WORK TO COMPLETE — Copy every line from the records that holds the word "struct".

[Items from a data source]
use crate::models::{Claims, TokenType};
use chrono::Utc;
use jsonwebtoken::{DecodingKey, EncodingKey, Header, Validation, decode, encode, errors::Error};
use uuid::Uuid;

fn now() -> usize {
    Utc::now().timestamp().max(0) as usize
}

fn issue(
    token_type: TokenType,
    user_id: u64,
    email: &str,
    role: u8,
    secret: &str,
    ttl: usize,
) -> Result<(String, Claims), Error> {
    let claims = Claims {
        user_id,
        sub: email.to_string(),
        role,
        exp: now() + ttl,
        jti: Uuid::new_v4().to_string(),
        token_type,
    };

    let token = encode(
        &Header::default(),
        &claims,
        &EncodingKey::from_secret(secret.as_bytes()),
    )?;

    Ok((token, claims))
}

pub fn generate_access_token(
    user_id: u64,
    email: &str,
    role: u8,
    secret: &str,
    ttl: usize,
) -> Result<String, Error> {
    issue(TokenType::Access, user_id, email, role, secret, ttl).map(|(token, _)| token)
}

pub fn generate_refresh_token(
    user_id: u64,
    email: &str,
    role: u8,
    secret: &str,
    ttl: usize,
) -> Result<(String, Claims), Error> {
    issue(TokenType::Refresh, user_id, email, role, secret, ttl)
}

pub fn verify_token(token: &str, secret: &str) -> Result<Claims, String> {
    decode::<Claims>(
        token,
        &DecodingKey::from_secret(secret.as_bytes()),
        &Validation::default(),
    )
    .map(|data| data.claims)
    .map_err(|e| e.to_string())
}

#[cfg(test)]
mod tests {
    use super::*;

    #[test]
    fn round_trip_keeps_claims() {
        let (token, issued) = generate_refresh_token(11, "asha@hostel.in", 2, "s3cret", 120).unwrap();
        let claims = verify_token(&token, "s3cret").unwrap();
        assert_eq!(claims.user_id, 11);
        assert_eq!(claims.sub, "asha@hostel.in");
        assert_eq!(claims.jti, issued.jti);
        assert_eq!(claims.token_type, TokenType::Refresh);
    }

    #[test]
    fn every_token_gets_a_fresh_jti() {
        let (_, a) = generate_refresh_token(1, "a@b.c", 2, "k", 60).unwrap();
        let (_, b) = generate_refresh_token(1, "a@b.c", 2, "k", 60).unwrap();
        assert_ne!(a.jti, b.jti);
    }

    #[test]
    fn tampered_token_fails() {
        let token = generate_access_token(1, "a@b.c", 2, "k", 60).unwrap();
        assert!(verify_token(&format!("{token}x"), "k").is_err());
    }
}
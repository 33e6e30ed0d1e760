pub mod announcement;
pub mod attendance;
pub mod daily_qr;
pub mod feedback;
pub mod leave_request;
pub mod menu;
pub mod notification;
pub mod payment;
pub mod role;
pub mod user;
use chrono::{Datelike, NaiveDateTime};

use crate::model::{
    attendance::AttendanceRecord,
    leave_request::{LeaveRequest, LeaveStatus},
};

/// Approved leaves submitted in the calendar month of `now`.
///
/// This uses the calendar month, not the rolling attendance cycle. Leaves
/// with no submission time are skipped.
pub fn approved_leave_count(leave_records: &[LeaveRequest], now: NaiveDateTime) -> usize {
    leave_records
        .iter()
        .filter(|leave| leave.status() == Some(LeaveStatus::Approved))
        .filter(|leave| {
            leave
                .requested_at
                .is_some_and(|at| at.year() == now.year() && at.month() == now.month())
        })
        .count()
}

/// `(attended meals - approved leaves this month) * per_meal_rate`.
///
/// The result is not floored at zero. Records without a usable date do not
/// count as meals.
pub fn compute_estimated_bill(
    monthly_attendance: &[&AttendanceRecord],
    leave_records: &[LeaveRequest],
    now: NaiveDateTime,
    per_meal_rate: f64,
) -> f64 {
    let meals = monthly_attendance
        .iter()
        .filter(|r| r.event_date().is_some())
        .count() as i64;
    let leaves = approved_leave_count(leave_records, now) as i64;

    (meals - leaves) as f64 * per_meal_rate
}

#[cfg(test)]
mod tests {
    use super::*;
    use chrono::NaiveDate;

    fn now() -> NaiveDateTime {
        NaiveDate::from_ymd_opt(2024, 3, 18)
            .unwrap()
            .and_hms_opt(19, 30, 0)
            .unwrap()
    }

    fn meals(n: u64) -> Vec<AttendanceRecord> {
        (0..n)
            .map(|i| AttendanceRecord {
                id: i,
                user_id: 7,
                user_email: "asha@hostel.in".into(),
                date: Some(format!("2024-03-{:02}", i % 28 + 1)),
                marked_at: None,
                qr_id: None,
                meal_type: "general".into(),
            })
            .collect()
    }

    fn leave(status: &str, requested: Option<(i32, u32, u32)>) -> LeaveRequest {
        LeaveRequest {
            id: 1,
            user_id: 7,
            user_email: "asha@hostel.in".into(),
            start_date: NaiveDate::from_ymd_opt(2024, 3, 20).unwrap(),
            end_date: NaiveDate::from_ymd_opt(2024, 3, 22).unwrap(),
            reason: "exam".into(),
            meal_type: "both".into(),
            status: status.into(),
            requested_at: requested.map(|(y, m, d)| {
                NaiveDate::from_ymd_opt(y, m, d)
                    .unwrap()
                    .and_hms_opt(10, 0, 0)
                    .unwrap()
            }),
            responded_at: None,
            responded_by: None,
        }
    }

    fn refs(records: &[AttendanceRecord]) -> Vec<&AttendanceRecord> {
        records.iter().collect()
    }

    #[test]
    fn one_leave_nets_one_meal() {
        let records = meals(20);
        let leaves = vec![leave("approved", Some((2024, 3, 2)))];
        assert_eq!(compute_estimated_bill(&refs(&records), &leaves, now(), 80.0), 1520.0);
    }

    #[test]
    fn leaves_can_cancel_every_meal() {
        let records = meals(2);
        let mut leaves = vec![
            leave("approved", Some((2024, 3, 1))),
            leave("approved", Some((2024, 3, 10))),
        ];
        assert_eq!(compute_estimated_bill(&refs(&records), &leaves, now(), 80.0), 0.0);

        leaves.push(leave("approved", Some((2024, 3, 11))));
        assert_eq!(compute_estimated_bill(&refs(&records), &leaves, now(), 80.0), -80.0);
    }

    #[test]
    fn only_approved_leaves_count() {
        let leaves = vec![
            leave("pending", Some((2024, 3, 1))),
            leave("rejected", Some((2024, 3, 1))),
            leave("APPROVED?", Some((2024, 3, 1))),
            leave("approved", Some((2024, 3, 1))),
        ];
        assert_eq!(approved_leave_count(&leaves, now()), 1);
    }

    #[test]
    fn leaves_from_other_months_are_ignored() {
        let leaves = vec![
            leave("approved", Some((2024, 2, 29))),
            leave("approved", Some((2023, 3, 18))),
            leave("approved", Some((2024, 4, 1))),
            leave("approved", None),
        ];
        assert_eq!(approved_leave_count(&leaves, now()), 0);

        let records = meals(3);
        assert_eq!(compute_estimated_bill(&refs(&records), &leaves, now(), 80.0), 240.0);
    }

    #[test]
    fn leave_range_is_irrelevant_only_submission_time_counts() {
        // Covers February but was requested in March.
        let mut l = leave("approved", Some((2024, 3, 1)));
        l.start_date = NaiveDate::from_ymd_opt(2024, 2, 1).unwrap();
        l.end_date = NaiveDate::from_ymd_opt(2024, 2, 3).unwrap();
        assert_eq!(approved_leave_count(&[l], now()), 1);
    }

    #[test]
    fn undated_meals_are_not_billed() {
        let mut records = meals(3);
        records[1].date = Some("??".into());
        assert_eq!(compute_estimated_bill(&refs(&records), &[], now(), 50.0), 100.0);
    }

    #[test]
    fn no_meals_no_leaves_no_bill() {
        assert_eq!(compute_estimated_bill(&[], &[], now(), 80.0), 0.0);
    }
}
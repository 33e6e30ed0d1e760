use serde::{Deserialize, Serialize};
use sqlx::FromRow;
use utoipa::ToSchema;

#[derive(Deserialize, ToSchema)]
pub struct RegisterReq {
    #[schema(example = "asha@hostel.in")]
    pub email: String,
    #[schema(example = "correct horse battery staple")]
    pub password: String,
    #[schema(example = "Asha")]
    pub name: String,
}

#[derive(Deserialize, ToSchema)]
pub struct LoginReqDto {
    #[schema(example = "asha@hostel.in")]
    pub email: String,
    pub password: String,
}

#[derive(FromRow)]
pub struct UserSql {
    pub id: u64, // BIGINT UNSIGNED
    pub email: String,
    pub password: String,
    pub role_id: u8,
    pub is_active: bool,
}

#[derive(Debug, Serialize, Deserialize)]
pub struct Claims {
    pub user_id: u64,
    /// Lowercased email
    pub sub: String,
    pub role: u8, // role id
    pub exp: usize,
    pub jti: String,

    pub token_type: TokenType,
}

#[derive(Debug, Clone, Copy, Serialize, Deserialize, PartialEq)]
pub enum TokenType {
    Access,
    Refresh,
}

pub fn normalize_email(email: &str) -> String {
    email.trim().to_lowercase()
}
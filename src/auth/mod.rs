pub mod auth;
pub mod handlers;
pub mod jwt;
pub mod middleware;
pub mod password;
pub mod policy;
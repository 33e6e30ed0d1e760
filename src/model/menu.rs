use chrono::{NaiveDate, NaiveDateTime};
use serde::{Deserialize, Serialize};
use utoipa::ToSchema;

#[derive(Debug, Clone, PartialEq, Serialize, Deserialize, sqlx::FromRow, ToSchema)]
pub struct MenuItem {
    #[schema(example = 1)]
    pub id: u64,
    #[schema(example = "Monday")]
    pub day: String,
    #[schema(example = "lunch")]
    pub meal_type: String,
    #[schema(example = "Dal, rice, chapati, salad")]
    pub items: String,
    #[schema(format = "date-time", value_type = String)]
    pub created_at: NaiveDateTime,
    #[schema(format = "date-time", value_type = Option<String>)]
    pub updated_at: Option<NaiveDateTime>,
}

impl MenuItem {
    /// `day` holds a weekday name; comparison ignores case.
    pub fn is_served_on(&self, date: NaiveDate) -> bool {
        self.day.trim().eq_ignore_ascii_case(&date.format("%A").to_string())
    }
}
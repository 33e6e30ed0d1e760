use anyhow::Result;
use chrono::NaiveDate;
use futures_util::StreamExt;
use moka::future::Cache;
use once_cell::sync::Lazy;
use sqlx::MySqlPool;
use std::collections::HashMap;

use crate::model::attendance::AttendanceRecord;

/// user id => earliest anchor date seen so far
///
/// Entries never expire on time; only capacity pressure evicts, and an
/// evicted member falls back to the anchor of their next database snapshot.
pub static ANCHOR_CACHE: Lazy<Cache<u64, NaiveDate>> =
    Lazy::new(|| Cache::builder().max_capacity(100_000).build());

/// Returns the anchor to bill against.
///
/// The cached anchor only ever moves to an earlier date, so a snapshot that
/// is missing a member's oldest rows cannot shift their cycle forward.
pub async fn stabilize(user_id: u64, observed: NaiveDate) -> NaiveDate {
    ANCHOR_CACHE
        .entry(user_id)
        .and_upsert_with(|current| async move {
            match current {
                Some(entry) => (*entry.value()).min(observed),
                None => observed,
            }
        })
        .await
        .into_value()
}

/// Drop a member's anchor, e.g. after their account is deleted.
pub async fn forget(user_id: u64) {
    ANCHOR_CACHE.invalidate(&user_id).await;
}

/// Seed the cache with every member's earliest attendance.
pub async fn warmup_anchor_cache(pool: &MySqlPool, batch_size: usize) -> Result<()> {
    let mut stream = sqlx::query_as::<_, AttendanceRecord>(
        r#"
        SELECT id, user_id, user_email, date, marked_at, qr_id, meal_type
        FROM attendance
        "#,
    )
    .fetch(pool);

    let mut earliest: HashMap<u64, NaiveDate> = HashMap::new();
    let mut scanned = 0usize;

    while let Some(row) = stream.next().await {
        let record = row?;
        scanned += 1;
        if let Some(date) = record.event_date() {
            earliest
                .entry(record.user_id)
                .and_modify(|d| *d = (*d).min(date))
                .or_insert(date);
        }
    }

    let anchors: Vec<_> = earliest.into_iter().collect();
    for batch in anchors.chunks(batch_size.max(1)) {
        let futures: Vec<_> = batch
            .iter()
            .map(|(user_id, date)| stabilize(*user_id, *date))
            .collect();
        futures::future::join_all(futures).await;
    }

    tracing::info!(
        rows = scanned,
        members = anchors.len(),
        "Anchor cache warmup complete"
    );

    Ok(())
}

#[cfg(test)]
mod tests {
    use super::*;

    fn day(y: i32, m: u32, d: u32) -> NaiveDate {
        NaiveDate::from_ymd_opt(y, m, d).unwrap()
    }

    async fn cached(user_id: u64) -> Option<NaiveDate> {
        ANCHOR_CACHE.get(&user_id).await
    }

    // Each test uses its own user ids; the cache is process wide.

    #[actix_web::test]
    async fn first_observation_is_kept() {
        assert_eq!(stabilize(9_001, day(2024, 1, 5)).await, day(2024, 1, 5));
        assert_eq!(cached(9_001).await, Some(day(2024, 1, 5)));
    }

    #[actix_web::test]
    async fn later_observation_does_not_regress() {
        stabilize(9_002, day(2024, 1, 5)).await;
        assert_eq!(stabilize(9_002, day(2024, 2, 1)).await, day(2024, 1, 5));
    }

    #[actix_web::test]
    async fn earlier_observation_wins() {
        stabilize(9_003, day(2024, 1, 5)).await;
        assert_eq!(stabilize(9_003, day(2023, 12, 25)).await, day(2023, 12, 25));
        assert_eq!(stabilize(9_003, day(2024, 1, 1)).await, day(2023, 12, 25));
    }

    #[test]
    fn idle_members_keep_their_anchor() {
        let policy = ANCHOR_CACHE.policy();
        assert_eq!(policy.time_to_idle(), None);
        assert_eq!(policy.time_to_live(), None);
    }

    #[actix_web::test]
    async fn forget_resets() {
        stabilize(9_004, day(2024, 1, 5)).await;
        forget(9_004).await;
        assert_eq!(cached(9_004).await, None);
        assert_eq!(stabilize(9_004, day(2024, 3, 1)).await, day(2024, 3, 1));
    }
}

TASK RESPONSE —
pub struct RegisterReq {
pub struct LoginReqDto {
pub struct UserSql {
pub struct Claims {
pub struct MenuItem {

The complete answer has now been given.